The limitations of detail in the original photograph do not allow us to identify with any certainty the four clergyman depicted outside the presbytery.  Just possibly, the Bishop is depicted as farthest on the right.  

One of the curiosities of this photograph is the dress of the clergymen.  Each is wearing a clerical frockcoat.
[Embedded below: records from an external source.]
// Request and response payloads shared by the three services

pub mod requests;
pub mod responses;

pub use requests::*;
pub use responses::*;
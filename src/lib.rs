//! A transactional outbox dispatcher for merchant notifications.
//!
//! Producers write notification intents (`notify.broadcast`, `notify.test`)
//! into an outbox table. This crate polls that table, claims due rows, and
//! turns them into calls against push, SMS and email collaborators.
//!
//! ## Guarantees
//! - At-least-once delivery attempts for every claimed event
//! - One claimer per row, enforced by a conditional `PENDING -> SENDING` update
//! - One active tick per worker name, enforced by a non-blocking named lock
//! - Bounded retries with capped, jittered exponential backoff, then `DEAD`
//! - Throttling never consumes the retry budget
//!
//! ## Non-Guarantees
//! - Exactly-once delivery
//! - Ordering beyond oldest-first within a batch
//! - Cluster-wide rate limits with the default process-local limiter
//!   (use `RedisRateLimiter` behind the `redis` feature for that)
//! - Bounded tick duration: a hung provider call holds the tick open
//!
//! Concrete providers are out of scope; hosts implement the traits in
//! [`channels`].

mod backoff;
pub mod channels;
mod config;
mod dispatcher;
mod error;
mod lock;
mod rate_limit;
mod storage;
mod telemetry;
mod types;
mod worker;

#[cfg(feature = "postgres")]
mod lock_postgres;
#[cfg(feature = "postgres")]
mod storage_postgres;

#[cfg(feature = "redis")]
mod rate_limit_redis;

pub use backoff::{RetryDecision, RetryPolicy};
pub use channels::{
    Channels, EmailChannel, EmailContact, EmailMessage, PushChannel, PushMessage, RecipientDirectory,
    SendReport, SmsChannel, SmsMessage,
};
pub use config::{DispatcherConfig, RateBudget, RuntimeMode};
pub use dispatcher::{Dispatcher, DispatcherHandle, SkipReason, TickOutcome, TickReport, WorkerStatus};
pub use error::{
    ChannelError, ConfigError, DispatchError, HandleError, LockError, RateLimitError, StoreError,
};
pub use lock::{LocalLock, LockCoordinator, LockToken};
pub use rate_limit::{FixedWindowLimiter, RateLimiter, RateLimiterStats};
pub use storage::{InMemoryOutbox, OutboxStore, Transition, STALE_MARKER};
pub use types::{
    BroadcastPayload, Channel, ChannelSelector, EventId, MerchantId, Notification, OutboxEvent,
    OutboxStatus, Template, TestPayload, BROADCAST_EVENT, TEST_EVENT,
};
pub use worker::{
    DRY_RUN_MARKER, PUSH_TEST_SKIPPED_MARKER, TEST_ENV_MARKER, THROTTLED_MARKER, UNKNOWN_TYPE_MARKER,
};

#[cfg(feature = "postgres")]
pub use lock_postgres::PostgresAdvisoryLock;
#[cfg(feature = "postgres")]
pub use storage_postgres::PostgresOutbox;

#[cfg(feature = "redis")]
pub use rate_limit_redis::RedisRateLimiter;
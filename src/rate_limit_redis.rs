#[cfg(feature = "redis")]
use async_trait::async_trait;
#[cfg(feature = "redis")]
use tokio::sync::RwLock;

#[cfg(feature = "redis")]
use crate::config::RateBudget;
#[cfg(feature = "redis")]
use crate::error::RateLimitError;
#[cfg(feature = "redis")]
use crate::rate_limit::RateLimiter;
#[cfg(feature = "redis")]
use crate::types::MerchantId;

/// Fixed-window limiter whose counters live in Redis, shared by every
/// dispatcher instance pointed at the same prefix.
///
/// Each admission runs `INCR` and `EXPIRE` on
/// `{prefix}:{merchant}:{epoch_second}` in one atomic pipeline.
#[cfg(feature = "redis")]
pub struct RedisRateLimiter {
    client: redis::Client,
    prefix: String,
    budget: RwLock<RateBudget>,
}

#[cfg(feature = "redis")]
impl RedisRateLimiter {
    pub fn new(client: redis::Client, prefix: impl Into<String>, budget: RateBudget) -> Self {
        Self {
            client,
            prefix: prefix.into(),
            budget: RwLock::new(budget),
        }
    }

    pub async fn set_budget(&self, merchant_id: MerchantId, rps: u32) {
        self.budget.write().await.per_merchant.insert(merchant_id, rps);
    }

    fn window_key(&self, merchant_id: &MerchantId, epoch_second: i64) -> String {
        format!("{}:{}:{}", self.prefix, merchant_id.0, epoch_second)
    }
}

#[cfg(feature = "redis")]
#[async_trait]
impl RateLimiter for RedisRateLimiter {
    async fn try_admit(&self, merchant_id: &MerchantId) -> Result<bool, RateLimitError> {
        let limit = self.budget.read().await.rps_for(merchant_id);
        if limit == 0 {
            return Ok(true);
        }

        let key = self.window_key(merchant_id, chrono::Utc::now().timestamp());
        let mut conn = self.client.get_multiplexed_async_connection().await?;
        let (count,): (u64,) = redis::pipe()
            .atomic()
            .incr(&key, 1)
            .expire(&key, 2)
            .ignore()
            .query_async(&mut conn)
            .await?;

        Ok(count <= u64::from(limit))
    }
}

#[cfg(all(test, feature = "redis"))]
mod tests {
    use super::*;

    #[test]
    fn window_keys_are_scoped_by_prefix_merchant_and_second() {
        let client = redis::Client::open("redis://127.0.0.1/").unwrap();
        let limiter = RedisRateLimiter::new(client, "notify:rps", RateBudget::new(1));
        assert_eq!(
            limiter.window_key(&MerchantId("m-1".into()), 1_700_000_000),
            "notify:rps:m-1:1700000000"
        );
    }
}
Presumably the day was a cold one, since three appear also to be wearing an overcoat.  None of that is unusual in terms of the dress of Catholic clergymen in the 19th century.  But each is wearing a biretta, the clerical cap worn with the cassock, but not with street dress.

Greatly enlarged later in the nineteenth century, this building still serves as the Presbytery of Old Ss Peter and Paul Cathedral, which is adjacent.  It ceased to be the Episcopal residence in 1962, when the Archbishop moved his Seat to the city of Canberra.

AMDG.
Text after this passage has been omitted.